▶ **ASSIGNMENT**:
Review the material line by line. Identify and copy every line that contains the string "RedisClient".

++++ INFORMATION GIVEN ++++

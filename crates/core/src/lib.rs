// SPDX-License-Identifier: BUSL-1.1
// Copyright (c) 2026 Alfred Jean LLC

// Allow panic!/unwrap/expect in test code
#![cfg_attr(test, allow(clippy::panic))]
#![cfg_attr(test, allow(clippy::unwrap_used))]
#![cfg_attr(test, allow(clippy::expect_used))]

//! leash-core: lease locks and the supervisor that runs commands under them
//!
//! This crate provides:
//! - The backend capability traits (`Client`, `Lock`) and an in-memory backend
//! - A pure lease state machine
//! - The lock manager with wait-and-retry acquisition and background heartbeats
//! - The process supervisor (`LockManager::exec`) with signal forwarding

pub mod backend;
pub mod clock;
pub mod error;
pub mod exec;
pub mod heartbeat;
pub mod id;
pub mod lease;
pub mod manager;
pub mod memory;
pub mod process;
pub mod signals;

pub use backend::{Client, Lock};
pub use clock::{Clock, FakeClock, SystemClock};
pub use error::{validate_ttl, BackendError, ExecError, LockError};
pub use exec::{ExecOptions, PreExec};
pub use heartbeat::{HeartbeatConfig, HeartbeatFailure, LeaseTerms};
pub use id::{client_id, IdGen, SequentialIdGen, UuidIdGen};
pub use lease::{Lease, LeaseInput, LeaseState, LockInfo};
pub use manager::{AcquireOptions, LockManager};
pub use memory::{MemoryClient, MemoryLock, MemoryStore};
pub use process::ChildProcess;
pub use signals::{Disposition, SignalRelay};
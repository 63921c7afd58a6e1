// SPDX-License-Identifier: BUSL-1.1
// Copyright (c) 2026 Alfred Jean LLC

// Allow panic!/unwrap/expect in test code
#![cfg_attr(test, allow(clippy::panic))]
#![cfg_attr(test, allow(clippy::unwrap_used))]
#![cfg_attr(test, allow(clippy::expect_used))]

//! Lease backends that live outside the process, plus tracing wrappers

pub mod redis;
pub mod traced;

pub use self::redis::{RedisClient, RedisLock, RedisOptions};
pub use traced::{TracedClient, TracedLock};
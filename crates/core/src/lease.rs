// SPDX-License-Identifier: BUSL-1.1
// Copyright (c) 2026 Alfred Jean LLC

//! Lease state machine
//!
//! The compare-and-swap rules every backend must honour, expressed as a
//! pure transition function. A lease whose TTL has run out is
//! indistinguishable from a free one.

use crate::clock::Clock;
use crate::error::LockError;
use serde::{Deserialize, Serialize};
use std::time::{Duration, Instant};

/// Snapshot of a lease as seen by any client
#[derive(Clone, Debug, PartialEq, Eq, Serialize, Deserialize)]
pub struct LockInfo {
    pub name: String,
    /// True while a live lease exists
    pub acquired: bool,
    /// Identity of the owning client, empty when free
    pub owner: String,
    /// Remaining time until the lease expires
    #[serde(with = "humantime_serde")]
    pub ttl: Duration,
    pub data: String,
}

impl LockInfo {
    /// Info for a name with no live lease
    pub fn free(name: impl Into<String>) -> Self {
        Self {
            name: name.into(),
            acquired: false,
            owner: String::new(),
            ttl: Duration::ZERO,
            data: String::new(),
        }
    }
}

/// Lease state
#[derive(Clone, Debug, PartialEq, Eq)]
pub enum LeaseState {
    Free,
    Held {
        owner: String,
        data: String,
        expires_at: Instant,
    },
}

/// A named lease
#[derive(Clone, Debug)]
pub struct Lease {
    pub name: String,
    pub state: LeaseState,
}

/// Operations that can change a lease
#[derive(Clone, Debug)]
pub enum LeaseInput {
    /// Create the lease iff none is live
    Acquire {
        owner: String,
        ttl: Duration,
        data: String,
    },
    /// Delete the lease iff `owner` holds it
    Release { owner: String },
    /// Rewrite TTL and payload iff `owner` holds it
    Refresh {
        owner: String,
        ttl: Duration,
        data: String,
    },
}

impl Lease {
    pub fn new(name: impl Into<String>) -> Self {
        Self {
            name: name.into(),
            state: LeaseState::Free,
        }
    }

    /// Owner of the live lease, if any
    pub fn owner(&self, clock: &impl Clock) -> Option<&str> {
        match &self.state {
            LeaseState::Held {
                owner, expires_at, ..
            } if !clock.is_past(*expires_at) => Some(owner),
            _ => None,
        }
    }

    /// Check if no live lease exists
    pub fn is_free(&self, clock: &impl Clock) -> bool {
        self.owner(clock).is_none()
    }

    pub fn info(&self, clock: &impl Clock) -> LockInfo {
        match &self.state {
            LeaseState::Held {
                owner,
                data,
                expires_at,
            } if !clock.is_past(*expires_at) => LockInfo {
                name: self.name.clone(),
                acquired: true,
                owner: owner.clone(),
                ttl: clock.remaining(*expires_at),
                data: data.clone(),
            },
            _ => LockInfo::free(&self.name),
        }
    }

    /// Pure state transition function
    pub fn transition(&self, input: LeaseInput, clock: &impl Clock) -> Result<Lease, LockError> {
        let mut next = self.clone();

        match input {
            LeaseInput::Acquire { owner, ttl, data } => {
                if ttl.is_zero() {
                    return Err(LockError::InvalidTtl(ttl));
                }
                if !self.is_free(clock) {
                    return Err(LockError::held(&self.name));
                }
                next.state = LeaseState::Held {
                    owner,
                    data,
                    expires_at: clock.deadline(ttl),
                };
            }

            LeaseInput::Release { owner } => {
                if self.owner(clock) != Some(owner.as_str()) {
                    return Err(LockError::not_owned(&self.name));
                }
                next.state = LeaseState::Free;
            }

            LeaseInput::Refresh { owner, ttl, data } => {
                if ttl.is_zero() {
                    return Err(LockError::InvalidTtl(ttl));
                }
                if self.owner(clock) != Some(owner.as_str()) {
                    return Err(LockError::not_owned(&self.name));
                }
                next.state = LeaseState::Held {
                    owner,
                    data,
                    expires_at: clock.deadline(ttl),
                };
            }
        }

        Ok(next)
    }
}

#[cfg(test)]
#[path = "lease_tests.rs"]
mod tests;
// SPDX-License-Identifier: BUSL-1.1
// Copyright (c) 2026 Alfred Jean LLC

//! leash - run a command while holding a distributed lease lock

mod config;
mod logging;

use anyhow::Result;
use clap::Parser;
use config::{Backend, Overrides, Settings};
use leash_adapters::{RedisClient, TracedClient};
use leash_core::{AcquireOptions, Client, ExecOptions, HeartbeatConfig, LockManager, MemoryClient};
use std::path::PathBuf;
use std::process::ExitCode;
use tokio::process::Command;

#[derive(Parser)]
#[command(
    name = "leash",
    version,
    about = "Run a command while holding a distributed lease lock"
)]
struct Cli {
    /// TOML settings file
    #[arg(long, env = "LEASH_CONFIG")]
    config: Option<PathBuf>,

    /// Lease store to use
    #[arg(long, value_enum)]
    backend: Option<Backend>,

    /// Name of the lock to hold while the command runs
    #[arg(long)]
    lock: String,

    /// Identity to own the lock under (random by default)
    #[arg(long)]
    client_id: Option<String>,

    /// Lease TTL in seconds [default: 30]
    #[arg(long)]
    lock_ttl_seconds: Option<u64>,

    /// How long to wait for a held lock before giving up [default: 0]
    #[arg(long)]
    max_wait_seconds: Option<u64>,

    /// Payload stored with the lease
    #[arg(long)]
    data: Option<String>,

    /// Disable logging
    #[arg(short, long)]
    quiet: bool,

    /// Write logs to this file instead of stderr
    #[arg(long)]
    log_file: Option<PathBuf>,

    #[arg(long)]
    redis_url: Option<String>,

    #[arg(long)]
    redis_namespace: Option<String>,

    /// Command to run, after `--`
    #[arg(last = true, required = true, value_name = "COMMAND")]
    command: Vec<String>,
}

impl Cli {
    fn overrides(&self) -> Overrides {
        Overrides {
            backend: self.backend,
            client_id: self.client_id.clone(),
            ttl_seconds: self.lock_ttl_seconds,
            max_wait_seconds: self.max_wait_seconds,
            data: self.data.clone(),
            redis_url: self.redis_url.clone(),
            redis_namespace: self.redis_namespace.clone(),
        }
    }

    fn settings(&self) -> Result<Settings> {
        let file = match &self.config {
            Some(path) => Settings::load(path)?,
            None => Settings::default(),
        };
        let settings = file.apply(self.overrides());
        settings.validate()?;
        Ok(settings)
    }
}

#[tokio::main]
async fn main() -> ExitCode {
    let cli = Cli::parse();

    let settings = match cli.settings() {
        Ok(settings) => settings,
        Err(e) => {
            eprintln!("Error: {e:#}");
            return ExitCode::FAILURE;
        }
    };

    let _guard = match logging::setup_logging(cli.quiet, cli.log_file.as_deref()) {
        Ok(guard) => guard,
        Err(e) => {
            eprintln!("Error: {e:#}");
            return ExitCode::FAILURE;
        }
    };

    let code = match settings.backend {
        Backend::Memory => run(TracedClient::new(MemoryClient::new()), &cli, &settings).await,
        Backend::Redis => match RedisClient::connect(settings.redis.clone()).await {
            Ok(client) => run(TracedClient::new(client), &cli, &settings).await,
            Err(e) => {
                tracing::error!(url = %settings.redis.url, error = %e, "cannot connect to redis");
                if cli.quiet {
                    eprintln!("Error: cannot connect to redis: {e}");
                }
                return ExitCode::FAILURE;
            }
        },
    };

    // -1 becomes 255, like any exit status outside 0..=255
    ExitCode::from((code & 0xff) as u8)
}

/// Run the command under the lock and return its exit code
async fn run<C: Client>(mut client: C, cli: &Cli, settings: &Settings) -> i32 {
    if let Some(id) = &settings.client_id {
        client.set_id(id.clone());
    }

    let defaults = AcquireOptions::new(settings.ttl)
        .with_max_wait(settings.max_wait)
        .with_data(settings.data.clone());
    let mut manager = LockManager::new(client, defaults)
        .with_heartbeat(HeartbeatConfig::default().with_tick(settings.heartbeat_tick));

    let (program, args) = match cli.command.split_first() {
        Some(split) => split,
        None => return -1,
    };
    let mut command = Command::new(program);
    command.args(args);

    let options = ExecOptions::default().with_kill_grace(settings.kill_grace);
    match manager.exec(&cli.lock, command, options).await {
        Ok(code) => {
            tracing::info!(lock = %cli.lock, code, "command finished");
            code
        }
        Err(e) => {
            tracing::error!(lock = %cli.lock, error = %e, "command failed");
            e.exit_code()
        }
    }
}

++++

▶ **ANSWER SPACE**:
pub use self::redis::{RedisClient, RedisLock, RedisOptions};
use leash_adapters::{RedisClient, TracedClient};
        Backend::Redis => match RedisClient::connect(settings.redis.clone()).await {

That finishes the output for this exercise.